Opioids include codeine, morphine, hydrocodone, and oxycodone. Butalbital is a sedative often used to treat migraines. All are known to be habit-forming.

People who take opioids or barbiturates may suffer withdrawal symptoms, including migraines, when they stop. Overconsumption can also cause medication overuse headaches (MOHs), also known as rebound headaches.

The good news is, other pain medications are both less addictive and less likely to induce migraines. These include triptans and even over-the-counter pain relievers, such as acetaminophen. Discuss these options with your doctor.

6. Nasal Steroids and Decongestants

Spring and fall allergies are common. One class of drugs designed to treat them, nasal corticosteroids — including Flonase, Rhinocort, and Nasacort — have been made available over the counter.

By reducing swelling in nasal passages, these drugs relieve congestion and mucus production.

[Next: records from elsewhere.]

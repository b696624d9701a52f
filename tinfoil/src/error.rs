use thiserror::Error;

/// Tinfoil client error types.
///
/// Three kinds of failure with three propagation rules:
/// - [`TinfoilError::Configuration`] — inconsistent or missing caller
///   options; raised eagerly, never retried.
/// - [`TinfoilError::Fetch`] — network errors, non-2xx responses, or
///   malformed response bodies; retried inside the bundle assembler.
/// - [`TinfoilError::Attestation`] — cryptographic, policy, or binding
///   failures; always fatal to the current verification attempt.
#[derive(Error, Debug)]
pub enum TinfoilError {
    /// The caller supplied inconsistent or missing options.
    #[error("Configuration error: {0}")]
    Configuration(String),

    /// An HTTP fetch failed: network error, non-2xx status, or a
    /// response body that could not be parsed.
    #[error("Fetch error: {url}: {message}")]
    Fetch { url: String, message: String },

    /// A cryptographic, policy, or binding check failed.
    #[error("Attestation error: {message}")]
    Attestation {
        message: String,
        #[source]
        source: Option<Box<dyn std::error::Error + Send + Sync + 'static>>,
    },

    /// The server rotated its HPKE key configuration: the request was
    /// not accepted, so the client may re-attest and retry it once.
    #[error("HPKE key configuration mismatch: server rotated its keys")]
    KeyConfigMismatch,
}

impl TinfoilError {
    /// Build an attestation error from a message.
    pub fn attestation(message: impl Into<String>) -> Self {
        TinfoilError::Attestation {
            message: message.into(),
            source: None,
        }
    }

    /// Build an attestation error wrapping an underlying cause.
    pub fn attestation_with(
        message: impl Into<String>,
        source: impl std::error::Error + Send + Sync + 'static,
    ) -> Self {
        TinfoilError::Attestation {
            message: message.into(),
            source: Some(Box::new(source)),
        }
    }

    /// Build a fetch error for the given URL.
    pub fn fetch(url: impl Into<String>, message: impl Into<String>) -> Self {
        TinfoilError::Fetch {
            url: url.into(),
            message: message.into(),
        }
    }

    /// Whether this failure is transient and worth retrying.
    ///
    /// Only fetch failures qualify; configuration and attestation
    /// failures are deterministic.
    pub fn is_transient(&self) -> bool {
        matches!(self, TinfoilError::Fetch { .. })
    }
}

/// Result type alias for Tinfoil operations.
pub type Result<T> = std::result::Result<T, TinfoilError>;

But when these medications wear off, the swelling returns in a big way. In some users, it’s this rebound effect that triggers migraines.

Non-pharmaceutical alternatives to nasal steroids are effective for some allergy sufferers. Menthol, warm presses, steam, humidifiers, and saline nasal sprays are good options to explore. If you spend a lot of time indoors, simply changing your HVAC filters may suffice.

7. Triptans

Triptans have been gamechangers in migraine treatment. Drugs in this category include sumatriptan, rizatriptan, zolmitriptan, naratriptan, eletriptan, almotriptan, and frovatriptan. They work by restricting blood vessels in the brain, slowing inflammation, and blocking pain.

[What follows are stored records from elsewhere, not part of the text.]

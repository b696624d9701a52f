//! Encrypted HTTP body transport (EHBP) over RFC 9180 HPKE.
//!
//! Request bodies are sealed to the enclave's attested X25519 public key
//! with DHKEM(X25519)/HKDF-SHA256/AES-128-GCM in base mode; the target
//! host is bound into the AEAD associated data. Response bodies come
//! back under an AES-128-GCM key derived from the sender context's
//! exporter secret, so a stored [`SessionToken`] can decrypt a pending
//! response even after the transport itself is gone.
//!
//! When the server rotates its key configuration it rejects the
//! encapsulated key with the keys media type; that surfaces as
//! [`TinfoilError::KeyConfigMismatch`], the one transport error the
//! secure client recovers from automatically.

use std::sync::{Arc, Mutex};

use aes_gcm::aead::Aead;
use aes_gcm::{Aes128Gcm, KeyInit, Nonce};
use hpke::aead::AesGcm128;
use hpke::kdf::HkdfSha256;
use hpke::kem::X25519HkdfSha256;
use hpke::{Deserializable, Kem as KemTrait, OpModeS, Serializable};

use crate::bundle::{HttpClient, HttpResponse, ReqwestHttpClient};
use crate::error::{Result, TinfoilError};

type Kem = X25519HkdfSha256;

/// Media type of the server's published HPKE key configuration.
pub const EHBP_KEYS_MEDIA_TYPE: &str = "application/vnd.tinfoil.ehbp-v1+keys";

/// Media type of an encrypted request body: `enc || ciphertext`.
pub const EHBP_REQUEST_MEDIA_TYPE: &str = "application/vnd.tinfoil.ehbp-v1+request";

/// Media type of an encrypted response body.
pub const EHBP_RESPONSE_MEDIA_TYPE: &str = "application/vnd.tinfoil.ehbp-v1+response";

/// HPKE info string for request encapsulation.
const EHBP_INFO: &[u8] = b"tinfoil-ehbp-v1";

/// Exporter label for the response key material.
const EHBP_RESPONSE_EXPORT: &[u8] = b"tinfoil-ehbp-v1 response";

/// Exported secret length: AES-128 key plus 96-bit nonce.
const RESPONSE_SECRET_LEN: usize = 16 + 12;

/// X25519 encapsulated key length on the wire.
const ENCAPPED_KEY_LEN: usize = 32;

/// Status code the server answers with when the encapsulated key no
/// longer matches a live key configuration.
const KEY_MISMATCH_STATUS: u16 = 409;

/// The server identity requests are encrypted to.
#[derive(Clone)]
pub struct Identity {
    public_key: <Kem as KemTrait>::PublicKey,
}

impl Identity {
    /// Build an identity from an attested public key, hex-encoded.
    pub fn from_public_key_hex(hex_key: &str) -> Result<Self> {
        let bytes = hex::decode(hex_key)
            .map_err(|e| TinfoilError::attestation_with("HPKE public key is not valid hex", e))?;
        Self::from_public_key_bytes(&bytes)
    }

    /// Build an identity from raw public key bytes.
    pub fn from_public_key_bytes(bytes: &[u8]) -> Result<Self> {
        let public_key = <Kem as KemTrait>::PublicKey::from_bytes(bytes)
            .map_err(|e| TinfoilError::attestation_with("invalid X25519 public key", e))?;
        Ok(Self { public_key })
    }

    /// The public key, hex-encoded.
    pub fn public_key_hex(&self) -> String {
        hex::encode(self.public_key.to_bytes())
    }
}

impl std::fmt::Debug for Identity {
    fn fmt(&self, f: &mut std::fmt::Formatter<'_>) -> std::fmt::Result {
        f.debug_struct("Identity")
            .field("public_key", &self.public_key_hex())
            .finish()
    }
}

/// A request in the shape the secure client's `fetch` accepts.
#[derive(Debug, Clone)]
pub struct RequestInit {
    pub method: String,
    pub headers: Vec<(String, String)>,
    pub body: Option<Vec<u8>>,
}

impl Default for RequestInit {
    fn default() -> Self {
        Self {
            method: "POST".to_string(),
            headers: Vec::new(),
            body: None,
        }
    }
}

/// A decrypted transport response.
#[derive(Debug, Clone)]
pub struct TransportResponse {
    pub status: u16,
    pub content_type: Option<String>,
    pub body: Vec<u8>,
}

impl TransportResponse {
    pub fn is_success(&self) -> bool {
        (200..300).contains(&self.status)
    }
}

/// Recovery token for a pending response: enough key material to decrypt
/// it later (for example after a page reload), without the transport.
#[derive(Debug, Clone, PartialEq, Eq)]
pub struct SessionToken {
    /// Exporter-derived response key material.
    pub exported_secret: Vec<u8>,
    /// The encapsulated key the request was sent with.
    pub request_enc: Vec<u8>,
}

/// Encrypted-body transport bound to one server identity and host.
pub struct Transport {
    identity: Identity,
    request_host: String,
    http: Arc<dyn HttpClient>,
    last_token: Mutex<Option<SessionToken>>,
}

impl Transport {
    /// Transport to `request_host`, encrypting to `identity`.
    pub fn new(identity: Identity, request_host: &str) -> Self {
        Self::with_http(identity, request_host, Arc::new(ReqwestHttpClient::new()))
    }

    pub fn with_http(identity: Identity, request_host: &str, http: Arc<dyn HttpClient>) -> Self {
        Self {
            identity,
            request_host: request_host.to_string(),
            http,
            last_token: Mutex::new(None),
        }
    }

    /// Send a request with an end-to-end encrypted body.
    ///
    /// Dropping the returned future cancels the underlying HTTP request.
    pub async fn request(&self, url: &str, init: &RequestInit) -> Result<TransportResponse> {
        let plaintext = init.body.clone().unwrap_or_default();

        let mut rng = rand::rngs::OsRng;
        let (encapped_key, mut ctx) = hpke::setup_sender::<AesGcm128, HkdfSha256, Kem, _>(
            &OpModeS::Base,
            &self.identity.public_key,
            EHBP_INFO,
            &mut rng,
        )
        .map_err(|e| TinfoilError::attestation_with("HPKE sender setup failed", e))?;

        let ciphertext = ctx
            .seal(&plaintext, self.request_host.as_bytes())
            .map_err(|e| TinfoilError::attestation_with("request encryption failed", e))?;

        let mut exported_secret = vec![0u8; RESPONSE_SECRET_LEN];
        ctx.export(EHBP_RESPONSE_EXPORT, &mut exported_secret)
            .map_err(|e| TinfoilError::attestation_with("exporter derivation failed", e))?;

        let request_enc = encapped_key.to_bytes().to_vec();
        let token = SessionToken {
            exported_secret,
            request_enc: request_enc.clone(),
        };
        *self.last_token.lock().expect("token lock poisoned") = Some(token.clone());

        let mut wire = request_enc;
        wire.extend_from_slice(&ciphertext);

        let response = self
            .http
            .send_bytes(&init.method, url, EHBP_REQUEST_MEDIA_TYPE, wire)
            .await?;

        Self::decode_response(&token, response)
    }

    fn decode_response(token: &SessionToken, response: HttpResponse) -> Result<TransportResponse> {
        let content_type = response.content_type.clone();
        let is_keys = content_type
            .as_deref()
            .map(|ct| ct.starts_with(EHBP_KEYS_MEDIA_TYPE))
            .unwrap_or(false);
        if response.status == KEY_MISMATCH_STATUS && is_keys {
            return Err(TinfoilError::KeyConfigMismatch);
        }

        let encrypted = content_type
            .as_deref()
            .map(|ct| ct.starts_with(EHBP_RESPONSE_MEDIA_TYPE))
            .unwrap_or(false);
        let body = if encrypted {
            decrypt_response(token, &response.body)?
        } else {
            response.body
        };

        Ok(TransportResponse {
            status: response.status,
            content_type,
            body,
        })
    }

    /// Token for the most recent request, if one was sent.
    pub fn recovery_token(&self) -> Option<SessionToken> {
        self.last_token.lock().expect("token lock poisoned").clone()
    }
}

/// Decrypt a stored response body with a [`SessionToken`].
pub fn decrypt_response(token: &SessionToken, body: &[u8]) -> Result<Vec<u8>> {
    if token.exported_secret.len() != RESPONSE_SECRET_LEN {
        return Err(TinfoilError::attestation(format!(
            "invalid session token secret length: {}",
            token.exported_secret.len()
        )));
    }
    let cipher = Aes128Gcm::new_from_slice(&token.exported_secret[..16])
        .map_err(|_| TinfoilError::attestation("invalid response key length"))?;
    let nonce = Nonce::from_slice(&token.exported_secret[16..]);
    cipher
        .decrypt(nonce, body)
        .map_err(|_| TinfoilError::attestation("response decryption failed"))
}

/// Split an EHBP request wire body into encapsulated key and ciphertext.
pub fn split_wire_body(wire: &[u8]) -> Result<(&[u8], &[u8])> {
    if wire.len() < ENCAPPED_KEY_LEN {
        return Err(TinfoilError::attestation(
            "EHBP request body shorter than an encapsulated key",
        ));
    }
    Ok(wire.split_at(ENCAPPED_KEY_LEN))
}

The problem with triptans — as with opioids, barbiturates, and even over-the-counter pain relievers — is medication overuse headaches, or MOHs. While they provide relief for some, they can cause migraines in other patients.

Leave no stone unturned, including your prescriptions, when figuring out what’s causing your migraines. Before your next doctor’s appointment, inventory your medicine cabinet.

Beyond the medication itself, jot down your dosage and frequency of use. Note whether you take other supplements or prescriptions at the same time. If you have a family history of migraines, sleep disorders, or other mental health issues, be prepared to discuss those at the same time.

Stop letting migraines get in the way of your life. Figure out what’s hurting your head, and put together that next presentation with ease.